__GIVEN INFORMATION__
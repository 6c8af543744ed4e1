//! VoxRelay CLI
//!
//! Speak or save text through the configured speech engines.

#![allow(clippy::print_stdout)]

mod settings;

use std::path::{Path, PathBuf};

use clap::{Parser, Subcommand};
use speech_engines::{
    AudioFormat, Credentials, ExhaustedError, FallbackOrchestrator, GOOGLE_AI_API_KEY,
    GOOGLE_CLOUD_API_KEY, PlaybackSequencer, PriorityList, SpeechEngine, SynthesisRequest,
    Synthesized, VoxRelayConfig, build_registry,
};
use tracing_subscriber::{layer::SubscriberExt, util::SubscriberInitExt};

/// VoxRelay CLI
#[derive(Parser)]
#[command(name = "voxrelay")]
#[command(author, version, about = "Text-to-speech with engine fallback", long_about = None)]
struct Cli {
    /// Verbosity level
    #[arg(short, long, action = clap::ArgAction::Count)]
    verbose: u8,

    /// Configuration file (default: ./voxrelay.toml if present)
    #[arg(short, long, global = true)]
    config: Option<PathBuf>,

    /// API key for the Google AI generative engine
    #[arg(long, env = "GOOGLE_AI_API_KEY", hide_env_values = true, global = true)]
    google_ai_api_key: Option<String>,

    /// API key for Google Cloud Text-to-Speech
    #[arg(
        long,
        env = "GOOGLE_CLOUD_API_KEY",
        hide_env_values = true,
        global = true
    )]
    google_cloud_api_key: Option<String>,

    #[command(subcommand)]
    command: Commands,
}

#[derive(Subcommand)]
enum Commands {
    /// Synthesize text and play it
    Speak {
        /// Text to speak
        text: String,

        #[command(flatten)]
        voice: VoiceArgs,
    },

    /// Synthesize text and write the clips to a directory
    ///
    /// Example: voxrelay save "こんにちは" --output ./out/
    Save {
        /// Text to synthesize
        text: String,

        /// Output directory (created if missing)
        #[arg(short, long)]
        output: PathBuf,

        #[command(flatten)]
        voice: VoiceArgs,
    },

    /// List the voices an engine offers
    Voices {
        /// Engine id (all engines if not specified)
        #[arg(short, long)]
        engine: Option<String>,
    },

    /// Show registered engines in candidate order
    Engines,

    /// Check which local engines are reachable
    Probe,
}

#[derive(clap::Args)]
struct VoiceArgs {
    /// Voice name (engine default if not specified)
    #[arg(long, default_value = "")]
    voice: String,

    /// Speed multiplier, 1.0 is normal pace
    #[arg(short, long, default_value = "1.0")]
    speed: f32,

    /// Engine to try first
    #[arg(short, long)]
    engine: Option<String>,
}

/// Determine log filter level from verbosity count
const fn log_filter_from_verbosity(verbose: u8) -> &'static str {
    match verbose {
        0 => "warn",
        1 => "info",
        2 => "debug",
        _ => "trace",
    }
}

/// Collect the non-empty API keys into request credentials
fn credentials_from(google_ai: Option<String>, google_cloud: Option<String>) -> Credentials {
    let mut credentials = Credentials::new();
    for (key, value) in [
        (GOOGLE_AI_API_KEY, google_ai),
        (GOOGLE_CLOUD_API_KEY, google_cloud),
    ] {
        if let Some(value) = value.filter(|v| !v.trim().is_empty()) {
            credentials.insert(key, value);
        }
    }
    credentials
}

/// File name for the `index`-th clip of a saved synthesis
fn clip_file_name(engine_id: &str, index: usize, format: AudioFormat) -> String {
    format!("{engine_id}-{:02}.{}", index + 1, format.extension())
}

fn build_orchestrator(config: &VoxRelayConfig) -> anyhow::Result<FallbackOrchestrator> {
    let registry = build_registry(&config.engines)?;
    Ok(FallbackOrchestrator::new(
        registry,
        PriorityList::new(config.priority.iter().cloned()),
    ))
}

fn build_request(
    text: String,
    args: VoiceArgs,
    credentials: Credentials,
) -> anyhow::Result<SynthesisRequest> {
    let mut request = SynthesisRequest::new(text, args.voice)?
        .with_speed(args.speed)?
        .with_credentials(credentials);
    if let Some(engine) = args.engine {
        request = request.with_preferred_engine(engine);
    }
    Ok(request)
}

async fn synthesize_or_exit(
    orchestrator: &FallbackOrchestrator,
    request: &SynthesisRequest,
) -> Synthesized {
    match orchestrator.synthesize(request).await {
        Ok(synthesized) => {
            for attempt in &synthesized.failed_attempts {
                println!("   ⚠️  Skipped {attempt}");
            }
            synthesized
        },
        Err(e) => {
            print_exhausted(&e);
            std::process::exit(1);
        },
    }
}

fn print_exhausted(error: &ExhaustedError) {
    println!("❌ No speech engine could synthesize the text:");
    for attempt in &error.attempts {
        println!("   • {attempt}");
    }
}

async fn save_clips(synthesized: Synthesized, dir: &Path) -> anyhow::Result<Vec<PathBuf>> {
    tokio::fs::create_dir_all(dir).await?;

    let mut saved = Vec::with_capacity(synthesized.artifacts.len());
    for (index, artifact) in synthesized.artifacts.into_iter().enumerate() {
        let name = clip_file_name(&synthesized.engine_id, index, artifact.format());
        saved.push(artifact.persist_to(&dir.join(name)).await?);
    }
    Ok(saved)
}

#[tokio::main]
async fn main() -> anyhow::Result<()> {
    let cli = Cli::parse();

    // Set up logging based on verbosity
    let filter = log_filter_from_verbosity(cli.verbose);

    tracing_subscriber::registry()
        .with(tracing_subscriber::EnvFilter::new(filter))
        .with(tracing_subscriber::fmt::layer())
        .init();

    let config = settings::load_config(cli.config.as_deref())?;
    let orchestrator = build_orchestrator(&config)?;
    let credentials = credentials_from(cli.google_ai_api_key, cli.google_cloud_api_key);

    match cli.command {
        Commands::Speak { text, voice } => {
            let request = build_request(text, voice, credentials)?;
            let synthesized = synthesize_or_exit(&orchestrator, &request).await;

            println!(
                "🔊 Playing {} clip(s) from {}",
                synthesized.artifacts.len(),
                synthesized.engine_id
            );

            let report = PlaybackSequencer::from_config(&config.playback)
                .play(synthesized.artifacts)
                .await;

            for failure in &report.failures {
                println!("   ⚠️  Clip {} could not be played:", failure.index + 1);
                for error in &failure.errors {
                    println!("      • {error}");
                }
            }
            if report.disposal_failures > 0 {
                println!(
                    "   ⚠️  {} temporary file(s) could not be deleted",
                    report.disposal_failures
                );
            }

            if report.all_played() {
                println!("✅ Done");
            } else {
                std::process::exit(1);
            }
        },

        Commands::Save {
            text,
            output,
            voice,
        } => {
            let request = build_request(text, voice, credentials)?;
            let synthesized = synthesize_or_exit(&orchestrator, &request).await;
            let engine_id = synthesized.engine_id.clone();

            match save_clips(synthesized, &output).await {
                Ok(paths) => {
                    println!("✅ Saved {} clip(s) from {engine_id}:", paths.len());
                    for path in paths {
                        println!("   📁 {}", path.display());
                    }
                },
                Err(e) => {
                    println!("❌ Failed to save audio: {e}");
                    std::process::exit(1);
                },
            }
        },

        Commands::Voices { engine } => {
            let registry = orchestrator.registry();
            if let Some(id) = engine.as_deref() {
                if registry.get(id).is_none() {
                    anyhow::bail!("Unknown engine: {id}");
                }
            }

            for candidate in registry.iter() {
                let id = candidate.descriptor().id.as_str();
                if engine.as_deref().is_some_and(|wanted| wanted != id) {
                    continue;
                }

                println!("🎙️  {id}:");
                let voices = candidate.list_voices().await;
                if voices.is_empty() {
                    println!("   (no voices reported)");
                }
                for voice in voices {
                    println!("   {voice}");
                }
            }
        },

        Commands::Engines => {
            println!("📦 Engines in candidate order:");
            for (position, candidate) in orchestrator.candidate_order(None).iter().enumerate() {
                let descriptor = candidate.descriptor();
                let info = candidate.describe();
                println!(
                    "{:>3}. {} - {} [{}, {}]",
                    position + 1,
                    descriptor.id,
                    info.name,
                    info.cost_tier,
                    info.quality_tier
                );
                if let Some(key) = &descriptor.credential {
                    let status = if credentials.contains(key) { "set" } else { "missing" };
                    println!("      🔑 {key}: {status}");
                }
            }
        },

        Commands::Probe => {
            let mut any_probed = false;
            for candidate in orchestrator.registry().iter() {
                let descriptor = candidate.descriptor();
                if !descriptor.requires_availability_probe {
                    continue;
                }
                any_probed = true;
                if candidate.is_available().await {
                    println!("✅ {} is reachable", descriptor.id);
                } else {
                    println!("❌ {} is not reachable", descriptor.id);
                }
            }
            if !any_probed {
                println!("ℹ️  No enabled engine needs a probe");
            }
        },
    }

    Ok(())
}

__WHAT YOU NEED TO DO__
Out of the entries, pull every line that mentions "Parser".

__RESULT FOR THIS EXERCISE__
use clap::{Parser, Subcommand};
#[derive(Parser)]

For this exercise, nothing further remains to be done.